Collected data entries:
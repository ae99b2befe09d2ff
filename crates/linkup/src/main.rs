mod cli;
mod commands;
mod error;
mod output;

use std::path::Path;

use clap::Parser;
use tracing_appender::non_blocking::WorkerGuard;
use tracing_subscriber::prelude::*;
use tracing_subscriber::{EnvFilter, fmt};

use linkup_config::{Config, ConfigError};
use linkup_core::SyncConfig;

use crate::cli::{Cli, Command, GlobalOpts};
use crate::error::CliError;

#[tokio::main]
async fn main() {
    let cli = Cli::parse();

    // Keep the guard alive so buffered file logs are flushed on exit.
    let guard = init_tracing(&cli.global);

    if let Err(err) = run(cli).await {
        let code = err.exit_code();
        drop(guard);
        eprintln!("{:?}", miette::Report::new(err));
        std::process::exit(code);
    }
}

fn init_tracing(global: &GlobalOpts) -> Option<WorkerGuard> {
    let level = if global.quiet {
        "error"
    } else {
        match global.verbose {
            0 => "warn",
            1 => "info",
            2 => "debug",
            _ => "trace",
        }
    };
    let filter = EnvFilter::try_from_default_env().unwrap_or_else(|_| EnvFilter::new(level));

    let stderr_layer = fmt::layer()
        .with_writer(std::io::stderr)
        .with_target(false);

    let (file_layer, guard) = match global.log_file.as_deref().and_then(split_log_path) {
        Some((dir, file_name)) => {
            let appender = tracing_appender::rolling::daily(dir, file_name);
            let (writer, guard) = tracing_appender::non_blocking(appender);
            let layer = fmt::layer().with_writer(writer).with_ansi(false);
            (Some(layer), Some(guard))
        }
        None => (None, None),
    };

    tracing_subscriber::registry()
        .with(filter)
        .with(stderr_layer)
        .with(file_layer)
        .init();

    guard
}

fn split_log_path(path: &Path) -> Option<(&Path, &std::ffi::OsStr)> {
    let file_name = path.file_name()?;
    let dir = path
        .parent()
        .filter(|p| !p.as_os_str().is_empty())
        .unwrap_or_else(|| Path::new("."));
    Some((dir, file_name))
}

async fn run(cli: Cli) -> Result<(), CliError> {
    match cli.command {
        // Config commands work without credentials
        Command::Config(args) => commands::config_cmd::handle(args, &cli.global),

        Command::Completions(args) => {
            use clap::CommandFactory;
            use clap_complete::generate;

            let mut cmd = Cli::command();
            generate(args.shell, &mut cmd, "linkup", &mut std::io::stdout());
            Ok(())
        }

        cmd => {
            let sync = build_sync_config(&cli.global)?;
            tracing::debug!(command = ?cmd, region = %sync.region, "dispatching command");
            commands::dispatch(cmd, sync, &cli.global).await
        }
    }
}

/// Load the config file named by `--config` (or the default one).
pub(crate) fn load_config(global: &GlobalOpts) -> Result<Config, CliError> {
    let mut cfg = match global.config {
        Some(ref path) => linkup_config::load_config_from(path)?,
        None => linkup_config::load_config()?,
    };
    if let Some(ref region) = global.region {
        cfg.region.clone_from(region);
    }
    Ok(cfg)
}

pub(crate) fn config_file(global: &GlobalOpts) -> std::path::PathBuf {
    global
        .config
        .clone()
        .unwrap_or_else(linkup_config::config_path)
}

/// Build a `SyncConfig` from the config file, environment and CLI overrides.
fn build_sync_config(global: &GlobalOpts) -> Result<SyncConfig, CliError> {
    let cfg = load_config(global)?;
    linkup_config::to_sync_config(&cfg).map_err(|e| match e {
        ConfigError::NoCredentials => CliError::NoCredentials {
            path: config_file(global).display().to_string(),
        },
        other => other.into(),
    })
}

▶ _Required action_
Out of the records, collect only those lines that contain the string "Result".

▶ _Solution for this task_
async fn run(cli: Cli) -> Result<(), CliError> {
pub(crate) fn load_config(global: &GlobalOpts) -> Result<Config, CliError> {
fn build_sync_config(global: &GlobalOpts) -> Result<SyncConfig, CliError> {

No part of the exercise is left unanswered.